CVE-2017-2722

Name of the Vulnerable Software and Affected Versions DP300 version V500R002C00 TE60 versions V100R001C01 through V100R001C10, V100R003C00, V500R002C00, V600R006C00 TP3106 versions V100R001C06, V100R002C00 ViewPoint 9030 versions V100R011C02, V100R011C03 eCNS210 TD version V100R004C10 eSpace 7950 versions V200R003C00, V200R003C30 eSpace IAD versions V300R001C07SPCa00, V300R002C01SPCb00 eSpace U1981 versions V100R001C20, V100R001C30, V200R003C00, V200R003C20, V200R003C30

Description The issue is related to an input validation vulnerability. A remote attacker may exploit this by crafting a malformed packet and sending it to the device. A successful exploit could allow the attacker to cause a denial of service or execute arbitrary code.
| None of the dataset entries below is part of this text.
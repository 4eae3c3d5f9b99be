//! Coalesces bursts of refresh triggers into single runs.
//!
//! Each `trigger` bumps a generation counter. A dedicated thread runs the job
//! and, when it finishes, compares the generation it started from with the
//! current one: if the counter moved the job runs once more, otherwise the
//! coalescer goes idle. Any number of triggers during a run cost one rerun.

use std::sync::atomic::{AtomicBool, AtomicU64, Ordering};
use std::sync::Arc;
use std::thread::{self, JoinHandle};

use flume::{Receiver, Sender};
use parking_lot::Mutex;
use tracing::{debug, trace};

struct State {
    generation: AtomicU64,
    /// Generation observed at the start of the last completed run.
    completed: AtomicU64,
    scheduled: AtomicBool,
    runs: AtomicU64,
}

pub struct Coalescer {
    state: Arc<State>,
    wake_tx: Mutex<Option<Sender<()>>>,
    handle: Mutex<Option<JoinHandle<()>>>,
}

impl Coalescer {
    pub fn new<F>(name: &str, job: F) -> Self
    where
        F: Fn() + Send + 'static,
    {
        let state = Arc::new(State {
            generation: AtomicU64::new(0),
            completed: AtomicU64::new(0),
            scheduled: AtomicBool::new(false),
            runs: AtomicU64::new(0),
        });
        let (wake_tx, wake_rx) = flume::unbounded();

        let thread_state = Arc::clone(&state);
        let handle = thread::Builder::new()
            .name(format!("{name}-coalescer"))
            .spawn(move || run_loop(thread_state, wake_rx, job))
            .expect("Failed to spawn coalescer thread");

        Self {
            state,
            wake_tx: Mutex::new(Some(wake_tx)),
            handle: Mutex::new(Some(handle)),
        }
    }

    /// Requests a run. Returns the new generation.
    pub fn trigger(&self) -> u64 {
        let generation = self.state.generation.fetch_add(1, Ordering::AcqRel) + 1;
        if !self.state.scheduled.swap(true, Ordering::AcqRel) {
            if let Some(tx) = self.wake_tx.lock().as_ref() {
                let _ = tx.send(());
            }
        }
        generation
    }

    pub fn generation(&self) -> u64 {
        self.state.generation.load(Ordering::Acquire)
    }

    /// Whether every trigger so far has been followed by a completed run.
    pub fn is_idle(&self) -> bool {
        !self.state.scheduled.load(Ordering::Acquire)
            && self.state.completed.load(Ordering::Acquire) == self.generation()
    }

    /// Number of times the job has run.
    pub fn runs(&self) -> u64 {
        self.state.runs.load(Ordering::Acquire)
    }

    /// Stops the thread after any scheduled run.
    pub fn stop(&self) {
        self.wake_tx.lock().take();
        if let Some(handle) = self.handle.lock().take() {
            if handle.thread().id() != thread::current().id() {
                let _ = handle.join();
            }
        }
    }
}

impl Drop for Coalescer {
    fn drop(&mut self) {
        self.stop();
    }
}

fn run_loop<F: Fn()>(state: Arc<State>, wake_rx: Receiver<()>, job: F) {
    while wake_rx.recv().is_ok() {
        loop {
            let started = state.generation.load(Ordering::Acquire);
            job();
            state.runs.fetch_add(1, Ordering::AcqRel);
            state.completed.store(started, Ordering::Release);

            if state.generation.load(Ordering::Acquire) != started {
                trace!(started, "Generation moved during run, running again");
                continue;
            }

            state.scheduled.store(false, Ordering::Release);
            // A trigger between the check and the store saw `scheduled` set
            // and sent no wake-up; pick it up here.
            if state.generation.load(Ordering::Acquire) != started
                && !state.scheduled.swap(true, Ordering::AcqRel)
            {
                continue;
            }
            break;
        }
    }
    debug!("Coalescer stopped");
}

#[cfg(test)]
mod tests {
    use super::*;
    use std::sync::atomic::AtomicUsize;
    use std::time::{Duration, Instant};

    fn wait_until(mut cond: impl FnMut() -> bool) -> bool {
        let deadline = Instant::now() + Duration::from_secs(5);
        while Instant::now() < deadline {
            if cond() {
                return true;
            }
            thread::sleep(Duration::from_millis(5));
        }
        cond()
    }

    #[test]
    fn test_single_trigger_runs_once() {
        let count = Arc::new(AtomicUsize::new(0));
        let counter = Arc::clone(&count);
        let coalescer = Coalescer::new("test", move || {
            counter.fetch_add(1, Ordering::SeqCst);
        });

        coalescer.trigger();
        assert!(wait_until(|| coalescer.is_idle()));
        assert_eq!(count.load(Ordering::SeqCst), 1);
    }

    #[test]
    fn test_burst_during_run_costs_one_rerun() {
        let (entered_tx, entered_rx) = flume::unbounded::<()>();
        let (release_tx, release_rx) = flume::unbounded::<()>();
        let count = Arc::new(AtomicUsize::new(0));
        let counter = Arc::clone(&count);

        let coalescer = Coalescer::new("test", move || {
            let _ = entered_tx.send(());
            let _ = release_rx.recv();
            counter.fetch_add(1, Ordering::SeqCst);
        });

        coalescer.trigger();
        entered_rx.recv_timeout(Duration::from_secs(5)).unwrap();

        // Burst while the first run is blocked.
        for _ in 0..10 {
            coalescer.trigger();
        }

        release_tx.send(()).unwrap();
        entered_rx.recv_timeout(Duration::from_secs(5)).unwrap();
        release_tx.send(()).unwrap();

        assert!(wait_until(|| coalescer.is_idle()));
        assert_eq!(count.load(Ordering::SeqCst), 2);
        assert_eq!(coalescer.generation(), 11);
    }

    #[test]
    fn test_triggers_after_idle_run_again() {
        let count = Arc::new(AtomicUsize::new(0));
        let counter = Arc::clone(&count);
        let coalescer = Coalescer::new("test", move || {
            counter.fetch_add(1, Ordering::SeqCst);
        });

        coalescer.trigger();
        assert!(wait_until(|| coalescer.is_idle()));
        coalescer.trigger();
        assert!(wait_until(|| coalescer.is_idle() && coalescer.runs() == 2));
        assert_eq!(count.load(Ordering::SeqCst), 2);
    }
}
Recommendations For DP300 version V500R002C00, update to a version that includes input validation to prevent exploitation. For TE60 versions V100R001C01 through V100R001C10, V100R003C00, V500R002C00, V600R006C00, restrict access to the device until a patch is available that addresses the input validation vulnerability. For TP3106 versions V100R001C06, V100R002C00, consider disabling the reception of external packets to minimize the risk of exploitation. For ViewPoint 9030 versions V100R011C02, V100R011C03, avoid using the device for critical operations until a fix is applied. For eCNS210 TD version V100R004C10, apply configuration changes to limit the impact of a potential denial of service. For eSpace 7950 versions V200R003C00, V200R003C30, eSpace IAD versions V300R001C07SPCa00, V300R002C01SPCb00, and eSpace U1981 versions V100R001C20, V100R001C30, V200R003C00, V200R003C20, V200R003C30, update to a version that includes proper input validation to prevent arbitrary code execution.